Monday, a federal district court granted a preliminary injunction against enforcement of the ordinances against Mattia's speech, concluding that the city's actions likely violated the First Amendment:

[1.] The court concluded that the application of § 46-146 to Mattia was unconstitutional:

The plaintiff argues that the defendants impermissibly applied this section against him based on the content of his sign. In his verified complaint and supporting affidavit, Mattia contends that Sgt. Dempsey told him that the police had received complaints about his sign. According to Mattia, Dempsey explained that a sign with text and without a picture of an aborted fetus would be permissible.

Dempsey described his sign as "so shocking" that it is not given constitutional protection. And Dempsey concluded, says Mattia, that his sign was disturbing the peace by inspiring calls to the police, declaring that the sign was disturbing on a "psychological level." The plaintiff also says that Dempsey told him that a drawing not as "vile" or "grotesque" as the image on the plaintiff's sign would be allowed….

[T]he plaintiff furnished a short video that captures the exchange between the plaintiff and Sgt. Dempsey on August 26, 2016. The plaintiff shot the video on his cell phone. The video corroborates Mattia's account of what happened …. Although at times the sound is muffled by wind, it is clear from the recording that Dempsey did use the words "so shocking," "vile," and "grotesque" with respect to the plaintiff's sign. When the plaintiff asked how he was disturbing the peace, Dempsey simply responded that people were calling and complaining.

Dempsey did not identify any specific traffic issues. Moreover, the intersection and flow of traffic is visible on the video, and it does not appear that there were any traffic issues at the time of recording….

[I]t is difficult to identify the defendants' prohibition against the plaintiff's sign display as anything but a content-based restriction. The defendants argue that the text of section 46-146 is content-neutral. They argue that the ordinance was adopted with a content-neutral purpose and that it is supported by a significant government interest in public safety. But here, that is largely beside the point. As in Bible Believers v. Wayne County (6th Cir. 2015), where the police enforced a similar ordinance against an evangelical Christian group whose offensive anti-Islamic demonstration was cut off at a festival celebrating Arab culture, it was "irrelevant whether the [police's plan was] content-neutral because the officers enforcing it [were] ordained with broad discretion to determine, based on listener reaction, that a particular expressive activity [was] creating a public danger." The court found "[i]t … indisputable that the [police] acted against the Bible Believers in response to the crowd's negative reaction. Such is the case here.

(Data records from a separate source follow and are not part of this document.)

//! Implementation of `wrapgen generate`.
//!
//! The pipeline is pure: the caller supplies both dump texts and the
//! options, and the generated wrappers go to any `Write`.

use std::io::Write;

use crate::bindings::emitter::DEFAULT_MEMBER_PREFIX;
use crate::bindings::qualify::{DEFAULT_KNOWN_TYPES, DEFAULT_NAMESPACE};
use crate::bindings::{
    apply_overrides, CodeEmitter, GenerateError, KnownTypeSet, Mapping, Override,
    SignatureParser, TableLayout, TableParser, TypeQualifier,
};
use crate::util::config::GeneratorConfig;
use crate::util::fs;

/// Settings for one generation run.
#[derive(Debug, Clone, PartialEq, Eq)]
pub struct GeneratorOptions {
    /// Column order of the table dump
    pub layout: TableLayout,

    /// Prefix whose length is sliced off member names
    pub member_prefix: String,

    /// Namespace prefixed to SDK-local types
    pub namespace: String,

    /// Elementary types left unqualified
    pub known_types: Vec<String>,

    /// Corrections applied after the table is parsed
    pub overrides: Vec<Override>,
}

impl Default for GeneratorOptions {
    fn default() -> Self {
        GeneratorOptions {
            layout: TableLayout::default(),
            member_prefix: DEFAULT_MEMBER_PREFIX.to_string(),
            namespace: DEFAULT_NAMESPACE.to_string(),
            known_types: DEFAULT_KNOWN_TYPES.iter().map(|t| t.to_string()).collect(),
            overrides: Override::defaults(),
        }
    }
}

impl GeneratorOptions {
    fn qualifier(&self) -> TypeQualifier {
        TypeQualifier::new(KnownTypeSet::new(&self.known_types), self.namespace.as_str())
    }
}

/// Everything a generation run reads.
#[derive(Debug, Clone, Default)]
pub struct GenerateInputs {
    /// Function-pointer table dump
    pub table_text: String,

    /// Function-pointer signature dump
    pub signature_text: String,

    pub options: GeneratorOptions,
}

/// A parameter line left out of a wrapper.
#[derive(Debug, Clone, PartialEq, Eq)]
pub struct DroppedLine {
    pub pointer_type: String,
    pub line: String,
}

/// Outcome of a successful run.
#[derive(Debug, Clone, Default, PartialEq, Eq)]
pub struct GenerateReport {
    /// Wrappers written
    pub wrappers: usize,

    /// Entries in the final mapping
    pub mapping_entries: usize,

    /// Parameter lines that did not match `name: type,`
    pub dropped_lines: Vec<DroppedLine>,
}

/// Parse the table dump and apply overrides.
pub fn build_mapping(table_text: &str, options: &GeneratorOptions) -> Mapping {
    let parsed = TableParser::new(options.layout)
        .with_member_prefix(&options.member_prefix)
        .parse(table_text);
    apply_overrides(parsed, &options.overrides)
}

/// Generate wrappers for every signature in the dump.
///
/// Fails without writing anything if a signature's pointer type is not in
/// the final mapping.
pub fn generate<W: Write>(
    inputs: &GenerateInputs,
    out: &mut W,
) -> Result<GenerateReport, GenerateError> {
    let options = &inputs.options;
    let mapping = build_mapping(&inputs.table_text, options);
    let signatures = SignatureParser::new().parse(&inputs.signature_text);
    tracing::debug!(
        "{} mapping entries, {} signatures",
        mapping.len(),
        signatures.len()
    );
    if signatures.is_empty() {
        tracing::warn!("signature dump contains no wrapper candidates");
    }

    let emitter =
        CodeEmitter::new(&mapping, options.qualifier()).with_member_prefix(&options.member_prefix);
    let wrappers = emitter.emit(&signatures, out)?;

    let dropped_lines = signatures
        .iter()
        .flat_map(|s| {
            s.dropped_lines.iter().map(|line| DroppedLine {
                pointer_type: s.pointer_type.clone(),
                line: line.clone(),
            })
        })
        .collect();

    Ok(GenerateReport {
        wrappers,
        mapping_entries: mapping.len(),
        dropped_lines,
    })
}

/// Read both dumps named by the configuration.
pub fn load_inputs(config: &GeneratorConfig) -> anyhow::Result<GenerateInputs> {
    let table_text = fs::read_input(&config.input.table, "table dump")?;
    let signature_text = fs::read_input(&config.input.signatures, "signature dump")?;

    Ok(GenerateInputs {
        table_text,
        signature_text,
        options: config.options(),
    })
}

It is quite obvious that the Center Line police enforced section 46-146 against Mattia based on viewer reaction. The ordinance does not define what amounts to a disturbance, trouble, or improper diversion. And the record indicates that Dempsey could not point to any identified disturbance other than the complaints received. He emphasized that the shocking content of the plaintiff's sign motivated the calls, and that amounted to disturbing the peace.

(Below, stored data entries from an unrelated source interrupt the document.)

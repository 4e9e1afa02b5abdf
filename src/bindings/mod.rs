//! Wrapper generation for SDK function-pointer tables.
//!
//! This module provides parsing of the table and signature dumps, name and
//! type rewriting, and emission of the generated wrapper source.

pub mod emitter;
pub mod errors;
pub mod naming;
pub mod overrides;
pub mod parser;
pub mod qualify;
pub mod types;

pub use emitter::{CodeEmitter, GeneratedWrapper};
pub use errors::GenerateError;
pub use naming::NameTransformer;
pub use overrides::apply_overrides;
pub use parser::{SignatureParser, TableParser};
pub use qualify::{KnownTypeSet, TypeQualifier};
pub use types::{FunctionSignature, Mapping, Override, ParameterDecl, TableEntry, TableLayout};
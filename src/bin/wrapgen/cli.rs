//! CLI definitions using clap.

use std::path::PathBuf;

use clap::{Args, Parser, Subcommand, ValueEnum};

/// wrapgen - generate safe wrappers for an SDK function-pointer table
#[derive(Parser)]
#[command(name = "wrapgen")]
#[command(author, version, about, long_about = None)]
pub struct Cli {
    /// Enable verbose output
    #[arg(short, long, global = true)]
    pub verbose: bool,

    /// Disable colored output
    #[arg(long, global = true)]
    pub no_color: bool,

    #[command(subcommand)]
    pub command: Commands,
}

#[derive(Subcommand)]
pub enum Commands {
    /// Generate wrapper functions from the table and signature dumps
    Generate(GenerateArgs),

    /// Print the pointer type to member mapping after overrides
    Mapping(MappingArgs),

    /// Write a default wrapgen.toml
    Init(InitArgs),
}

/// Options shared by commands that read the dumps.
#[derive(Args)]
pub struct InputArgs {
    /// Configuration file
    #[arg(short, long, env = "WRAPGEN_CONFIG", default_value = "wrapgen.toml")]
    pub config: PathBuf,

    /// Function-pointer table dump (overrides the config)
    #[arg(long)]
    pub table: Option<PathBuf>,
}

#[derive(Args)]
pub struct GenerateArgs {
    #[command(flatten)]
    pub input: InputArgs,

    /// Function-pointer signature dump (overrides the config)
    #[arg(long)]
    pub signatures: Option<PathBuf>,

    /// Write wrappers to a file instead of stdout
    #[arg(short, long)]
    pub output: Option<PathBuf>,
}

#[derive(Clone, Copy, ValueEnum)]
pub enum MappingFormat {
    /// One `POINTER_TYPE -> member` line per entry
    Text,
    /// A JSON object keyed by pointer type
    Json,
}

#[derive(Args)]
pub struct MappingArgs {
    #[command(flatten)]
    pub input: InputArgs,

    /// Output format
    #[arg(long, value_enum, default_value_t = MappingFormat::Text)]
    pub format: MappingFormat,
}

#[derive(Args)]
pub struct InitArgs {
    /// Directory to write wrapgen.toml into (defaults to current directory)
    pub path: Option<PathBuf>,

    /// Overwrite an existing wrapgen.toml
    #[arg(long)]
    pub force: bool,
}
//! Filesystem utilities.

use std::fs;
use std::path::Path;

use anyhow::{Context, Result};

/// Read one of the generator's input dumps.
pub fn read_input(path: &Path, what: &str) -> Result<String> {
    fs::read_to_string(path).with_context(|| format!("failed to read {}: {}", what, path.display()))
}

/// Write a string to a file, creating parent directories if needed.
pub fn write_string(path: &Path, contents: &str) -> Result<()> {
    if let Some(parent) = path.parent().filter(|p| !p.as_os_str().is_empty()) {
        fs::create_dir_all(parent)
            .with_context(|| format!("failed to create directory: {}", parent.display()))?;
    }
    fs::write(path, contents).with_context(|| format!("failed to write file: {}", path.display()))
}
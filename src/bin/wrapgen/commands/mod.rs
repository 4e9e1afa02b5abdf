//! Command implementations

pub mod generate;
pub mod init;
pub mod mapping;

use anyhow::Result;

use crate::cli::InputArgs;
use wrapgen::GeneratorConfig;

/// Load the config named on the command line and apply `--table`.
pub fn load_config(input: &InputArgs) -> Result<GeneratorConfig> {
    let mut config = GeneratorConfig::load_or_default(&input.config)?;
    if let Some(ref table) = input.table {
        config.input.table = table.clone();
    }
    Ok(config)
}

As the Sixth Circuit noted in Bible Believers, this type of "heckler's veto is precisely that type of odious viewpoint discrimination" the First Amendment safeguards against. Because content-based restrictions are "presumptively invalid," the plaintiff has shown a strong likelihood of success on the merits of this claim.

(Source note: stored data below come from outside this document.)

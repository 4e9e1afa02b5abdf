//! Type definitions for parsed table and signature dumps.

use std::collections::BTreeMap;

use serde::{Deserialize, Serialize};

/// Column order of the function-pointer table dump.
#[derive(Debug, Clone, Copy, PartialEq, Eq, Default, Serialize, Deserialize)]
#[serde(rename_all = "kebab-case")]
pub enum TableLayout {
    /// `pub <PointerTypeName>: <MemberName>,`
    #[default]
    TypeFirst,
    /// `pub <MemberName>: <PointerTypeName>,` as found in generated struct fields
    MemberFirst,
}

/// One line of the table dump.
#[derive(Debug, Clone, PartialEq, Eq)]
pub struct TableEntry {
    /// Function-pointer type alias name
    pub pointer_type: String,

    /// Field of the function table holding that pointer
    pub member: String,
}

impl TableEntry {
    /// Create a new table entry.
    pub fn new(pointer_type: impl Into<String>, member: impl Into<String>) -> Self {
        TableEntry {
            pointer_type: pointer_type.into(),
            member: member.into(),
        }
    }
}

/// A manual correction for a table entry known to be wrong.
#[derive(Debug, Clone, PartialEq, Eq, Serialize, Deserialize)]
pub struct Override {
    /// Pointer type whose mapping is replaced
    pub pointer_type: String,

    /// Member name it must resolve to
    pub member: String,
}

impl Override {
    /// Create a new override.
    pub fn new(pointer_type: impl Into<String>, member: impl Into<String>) -> Self {
        Override {
            pointer_type: pointer_type.into(),
            member: member.into(),
        }
    }

    /// Overrides for entries whose types are wrong in the stock NVENC table.
    pub fn defaults() -> Vec<Override> {
        vec![
            Override::new(
                "PNVENCGETENCODEPROFILEGUIDCOUNT",
                "nvEncGetEncodeProfileGUIDCount",
            ),
            Override::new("PNVENCGETENCODEPROFILEGUIDS", "nvEncGetEncodeProfileGUIDs"),
        ]
    }
}

/// Resolved association from pointer type name to table member name.
///
/// Keys are unique; a later insert for the same pointer type replaces the
/// earlier one.
#[derive(Debug, Clone, Default, PartialEq, Eq, Serialize)]
#[serde(transparent)]
pub struct Mapping {
    entries: BTreeMap<String, String>,
}

impl Mapping {
    /// Create an empty mapping.
    pub fn new() -> Self {
        Self::default()
    }

    /// Set the member for a pointer type, returning the previous member.
    pub fn insert(
        &mut self,
        pointer_type: impl Into<String>,
        member: impl Into<String>,
    ) -> Option<String> {
        self.entries.insert(pointer_type.into(), member.into())
    }

    /// Look up the member for a pointer type.
    pub fn get(&self, pointer_type: &str) -> Option<&str> {
        self.entries.get(pointer_type).map(String::as_str)
    }

    pub fn len(&self) -> usize {
        self.entries.len()
    }

    pub fn is_empty(&self) -> bool {
        self.entries.is_empty()
    }

    /// Iterate entries ordered by pointer type name.
    pub fn iter(&self) -> impl Iterator<Item = (&str, &str)> {
        self.entries.iter().map(|(k, v)| (k.as_str(), v.as_str()))
    }
}

impl FromIterator<TableEntry> for Mapping {
    fn from_iter<I: IntoIterator<Item = TableEntry>>(iter: I) -> Self {
        let mut mapping = Mapping::new();
        for entry in iter {
            mapping.insert(entry.pointer_type, entry.member);
        }
        mapping
    }
}

/// A single `name: type` parameter of an entry point.
#[derive(Debug, Clone, PartialEq, Eq)]
pub struct ParameterDecl {
    /// Parameter name as written in the dump
    pub name: String,

    /// Type text as written in the dump
    pub raw_type: String,
}

impl ParameterDecl {
    /// Create a new parameter.
    pub fn new(name: impl Into<String>, raw_type: impl Into<String>) -> Self {
        ParameterDecl {
            name: name.into(),
            raw_type: raw_type.into(),
        }
    }
}

/// The parameter list of one function-pointer alias, receiver excluded.
#[derive(Debug, Clone, PartialEq, Eq)]
pub struct FunctionSignature {
    /// Function-pointer type alias name
    pub pointer_type: String,

    /// Parameters after the encoder handle, in declaration order
    pub parameters: Vec<ParameterDecl>,

    /// Non-empty lines of the parameter block that were not `name: type,`
    pub dropped_lines: Vec<String>,
}

impl FunctionSignature {
    /// Create a signature with no parameters.
    pub fn new(pointer_type: impl Into<String>) -> Self {
        FunctionSignature {
            pointer_type: pointer_type.into(),
            parameters: Vec::new(),
            dropped_lines: Vec::new(),
        }
    }

    /// Add a parameter.
    pub fn with_param(mut self, param: ParameterDecl) -> Self {
        self.parameters.push(param);
        self
    }
}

(2) And the court concluded that § 1510 was likely unconstitutional as applied as well (which led it not to reach Mattia's claim that the ordinance is unconstitutionally overbroad):

[T]he city attorney's letter … interpreted the several subsections of ordinance 1510, read together, to mean that the law "prohibits [all] signs, not withstanding the content, displayed on any street corner, public right-of-way or sidewalk." Considering that public sidewalks are traditional public fora, that restriction is manifestly overinclusive: it burdens substantially more speech than necessary. It is not difficult to imagine a narrower interpretation that would allow the display of a protest sign, but would restrict the sign's size, or limit display within a certain distance from the intersection, or even curtail some of the activity during rush hour on the city's main streets. But none of that was even suggested by the city's letter ….

As noted above, the city has identified legitimate governmental interests for its restrictions: traffic safety and aesthetics. But even if the ordinance were narrowly tailored to achieve those ends, the record undermines the defendants' asserted justifications. They offer only a conclusory argument that a sign like the plaintiff's causes traffic issues; they have not shown that the plaintiff's sign actually caused traffic issues. Sgt. Dempsey averred in his affidavit that it was "clear" at the intersection that the plaintiff's sign was interfering with traffic. But in the plaintiff's video, it is not apparent that there are any traffic issues, nor did Dempsey refer to anything specific….

Quite right, I think; if you're interested in this general subject, have a look at my Gruesome Speech (Cornell L. Rev. 2015).